**WORK TO BE COMPLETED:** Reproduce verbatim the lines of the material below, starting at the line with "value, quotes included." and ending at the line with "character are stripped.", both inclusive; skip the rest.

**MATERIAL SHOWN:**
◇ ◇ ◇ ◇ ◇

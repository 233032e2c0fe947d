//! Node tree produced by the markup tree builder.
//!
//! Nodes live in an append-only arena and are addressed by [`NodeId`].
//! The tree is immutable once the builder hands it out.

pub mod node;
pub mod tree;

pub use node::*;
pub use tree::Dom;
//! DOM node model.
//!
//! All nodes live in an `Arena<Node>` and are referenced by `NodeId`.
//! Each node owns an ordered child list; the parent link is a plain handle
//! used only for upward lookups.

use std::fmt;

/// A handle into the arena that identifies a DOM node.
pub type NodeId = arena::Idx<Node>;

// ---------------------------------------------------------------------------
// Attribute
// ---------------------------------------------------------------------------

/// A single attribute on an element (e.g. `class="foo"`).
///
/// `value` is stored exactly as written after the `=`, quotes included.
#[derive(Clone, Debug, PartialEq, Eq)]
pub struct Attr {
    pub name: String,
    pub value: String,
}

// ---------------------------------------------------------------------------
// Element data
// ---------------------------------------------------------------------------

/// Data specific to element nodes.
#[derive(Clone, Debug, PartialEq, Eq)]
pub struct ElementData {
    /// Lowercase tag name.
    pub tag_name: String,
    /// Attributes in first-seen order; names are unique and case-folded.
    pub attrs: Vec<Attr>,
}

impl ElementData {
    pub fn new(tag_name: &str) -> Self {
        Self {
            tag_name: tag_name.to_string(),
            attrs: Vec::new(),
        }
    }

    /// Set an attribute, replacing the value of an existing one in place.
    pub fn set_attr(&mut self, name: &str, value: &str) {
        match self.attrs.iter_mut().find(|a| a.name == name) {
            Some(existing) => existing.value = value.to_string(),
            None => self.attrs.push(Attr {
                name: name.to_string(),
                value: value.to_string(),
            }),
        }
    }

    /// The raw attribute value, quotes included.
    pub fn attr(&self, name: &str) -> Option<&str> {
        self.attrs
            .iter()
            .find(|a| a.name == name)
            .map(|a| a.value.as_str())
    }

    /// The attribute value with one layer of surrounding quotes removed.
    ///
    /// Only values of at least two characters that start with `'` or `"`
    /// and end with the same character are stripped.
    pub fn attr_unquoted(&self, name: &str) -> Option<&str> {
        self.attr(name).map(unquote)
    }
}

fn unquote(value: &str) -> &str {
    let bytes = value.as_bytes();
    if bytes.len() >= 2 {
        let first = bytes[0];
        if (first == b'"' || first == b'\'') && bytes[bytes.len() - 1] == first {
            return &value[1..value.len() - 1];
        }
    }
    value
}

// ---------------------------------------------------------------------------
// Node data
// ---------------------------------------------------------------------------

/// The payload that distinguishes element and text nodes.
#[derive(Clone, Debug, PartialEq, Eq)]
pub enum NodeData {
    Element(ElementData),
    Text { data: String },
}

// ---------------------------------------------------------------------------
// Node
// ---------------------------------------------------------------------------

/// A single node in the DOM tree.
#[derive(Clone, Debug)]
pub struct Node {
    pub data: NodeData,
    /// `None` only for the root and for nodes not yet attached.
    pub parent: Option<NodeId>,
    /// Children in insertion order. Always empty for text nodes.
    pub children: Vec<NodeId>,
}

impl Node {
    /// Create a new detached node.
    pub fn new(data: NodeData) -> Self {
        Self {
            data,
            parent: None,
            children: Vec::new(),
        }
    }

    pub fn is_text(&self) -> bool {
        matches!(self.data, NodeData::Text { .. })
    }

    /// If this is an element, return a reference to its [`ElementData`].
    pub fn as_element(&self) -> Option<&ElementData> {
        match &self.data {
            NodeData::Element(e) => Some(e),
            NodeData::Text { .. } => None,
        }
    }

    /// The tag name for elements, `None` for text.
    pub fn tag_name(&self) -> Option<&str> {
        self.as_element().map(|e| e.tag_name.as_str())
    }

    /// The text content for text nodes, `None` for elements.
    pub fn text(&self) -> Option<&str> {
        match &self.data {
            NodeData::Text { data } => Some(data),
            NodeData::Element(_) => None,
        }
    }
}

/// Elements print as `<tag>`, text as a quoted string.
impl fmt::Display for Node {
    fn fmt(&self, f: &mut fmt::Formatter<'_>) -> fmt::Result {
        match &self.data {
            NodeData::Element(e) => write!(f, "<{}>", e.tag_name),
            NodeData::Text { data } => write!(f, "{data:?}"),
        }
    }
}

#[cfg(test)]
mod tests {
    use super::*;

    #[test]
    fn set_attr_replaces_existing() {
        let mut el = ElementData::new("a");
        el.set_attr("href", "one");
        el.set_attr("class", "x");
        el.set_attr("href", "two");
        assert_eq!(el.attrs.len(), 2);
        assert_eq!(el.attrs[0].name, "href");
        assert_eq!(el.attr("href"), Some("two"));
    }

    #[test]
    fn attr_keeps_quotes_but_unquoted_strips_them() {
        let mut el = ElementData::new("a");
        el.set_attr("href", "\"/index.html\"");
        el.set_attr("title", "'x'");
        el.set_attr("alt", "\"");
        el.set_attr("id", "plain");
        assert_eq!(el.attr("href"), Some("\"/index.html\""));
        assert_eq!(el.attr_unquoted("href"), Some("/index.html"));
        assert_eq!(el.attr_unquoted("title"), Some("x"));
        assert_eq!(el.attr_unquoted("alt"), Some("\""));
        assert_eq!(el.attr_unquoted("id"), Some("plain"));
        assert_eq!(el.attr_unquoted("missing"), None);
    }

    #[test]
    fn empty_quoted_value_unquotes_to_empty() {
        let mut el = ElementData::new("input");
        el.set_attr("value", "''");
        assert_eq!(el.attr_unquoted("value"), Some(""));
    }

    #[test]
    fn display_forms() {
        let el = Node::new(NodeData::Element(ElementData::new("p")));
        let text = Node::new(NodeData::Text { data: "hi".into() });
        assert_eq!(el.to_string(), "<p>");
        assert_eq!(text.to_string(), "\"hi\"");
        assert_eq!(el.tag_name(), Some("p"));
        assert_eq!(text.tag_name(), None);
        assert_eq!(text.text(), Some("hi"));
    }
}
//! Typed append-only arena.
//!
//! Node trees and geometry trees are built once and then only read, so slots
//! are never freed. Handles are plain indices tagged with the element type,
//! which keeps a `NodeId` from being used to index the box arena.

use std::fmt;
use std::hash::{Hash, Hasher};
use std::marker::PhantomData;

/// A handle to a value stored in an [`Arena<T>`].
pub struct Idx<T> {
    raw: u32,
    _marker: PhantomData<fn() -> T>,
}

impl<T> Idx<T> {
    /// Build a handle from a raw slot number.
    #[inline]
    pub const fn from_raw(raw: u32) -> Self {
        Self { raw, _marker: PhantomData }
    }

    #[inline]
    pub const fn raw(self) -> u32 {
        self.raw
    }
}

// Manual impls: deriving would put bounds on `T`.
impl<T> Clone for Idx<T> {
    fn clone(&self) -> Self {
        *self
    }
}

impl<T> Copy for Idx<T> {}

impl<T> PartialEq for Idx<T> {
    fn eq(&self, other: &Self) -> bool {
        self.raw == other.raw
    }
}

impl<T> Eq for Idx<T> {}

impl<T> Hash for Idx<T> {
    fn hash<H: Hasher>(&self, state: &mut H) {
        self.raw.hash(state);
    }
}

impl<T> fmt::Debug for Idx<T> {
    fn fmt(&self, f: &mut fmt::Formatter<'_>) -> fmt::Result {
        write!(f, "Idx({})", self.raw)
    }
}

/// Append-only storage addressed by [`Idx<T>`].
pub struct Arena<T> {
    items: Vec<T>,
}

impl<T> Default for Arena<T> {
    fn default() -> Self {
        Self::new()
    }
}

impl<T> Arena<T> {
    pub fn new() -> Self {
        Self { items: Vec::new() }
    }

    pub fn with_capacity(cap: usize) -> Self {
        Self { items: Vec::with_capacity(cap) }
    }

    /// Store `value` and return its handle.
    pub fn alloc(&mut self, value: T) -> Idx<T> {
        let idx = Idx::from_raw(self.items.len() as u32);
        self.items.push(value);
        idx
    }

    pub fn get(&self, id: Idx<T>) -> Option<&T> {
        self.items.get(id.raw as usize)
    }

    pub fn get_mut(&mut self, id: Idx<T>) -> Option<&mut T> {
        self.items.get_mut(id.raw as usize)
    }

    pub fn len(&self) -> usize {
        self.items.len()
    }

    pub fn is_empty(&self) -> bool {
        self.items.is_empty()
    }

    /// Iterate in allocation order.
    pub fn iter(&self) -> impl Iterator<Item = (Idx<T>, &T)> {
        self.items
            .iter()
            .enumerate()
            .map(|(i, v)| (Idx::from_raw(i as u32), v))
    }
}

impl<T> std::ops::Index<Idx<T>> for Arena<T> {
    type Output = T;

    fn index(&self, id: Idx<T>) -> &T {
        &self.items[id.raw as usize]
    }
}

impl<T> std::ops::IndexMut<Idx<T>> for Arena<T> {
    fn index_mut(&mut self, id: Idx<T>) -> &mut T {
        &mut self.items[id.raw as usize]
    }
}

impl<T: fmt::Debug> fmt::Debug for Arena<T> {
    fn fmt(&self, f: &mut fmt::Formatter<'_>) -> fmt::Result {
        f.debug_list().entries(self.items.iter()).finish()
    }
}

◇ ◇ ◇ ◇ ◇

**RESPONSE TO THE TASK:**
    /// The raw attribute value, quotes included.
    pub fn attr(&self, name: &str) -> Option<&str> {
        self.attrs
            .iter()
            .find(|a| a.name == name)
            .map(|a| a.value.as_str())
    }

    /// The attribute value with one layer of surrounding quotes removed.
    ///
    /// Only values of at least two characters that start with `'` or `"`
    /// and end with the same character are stripped.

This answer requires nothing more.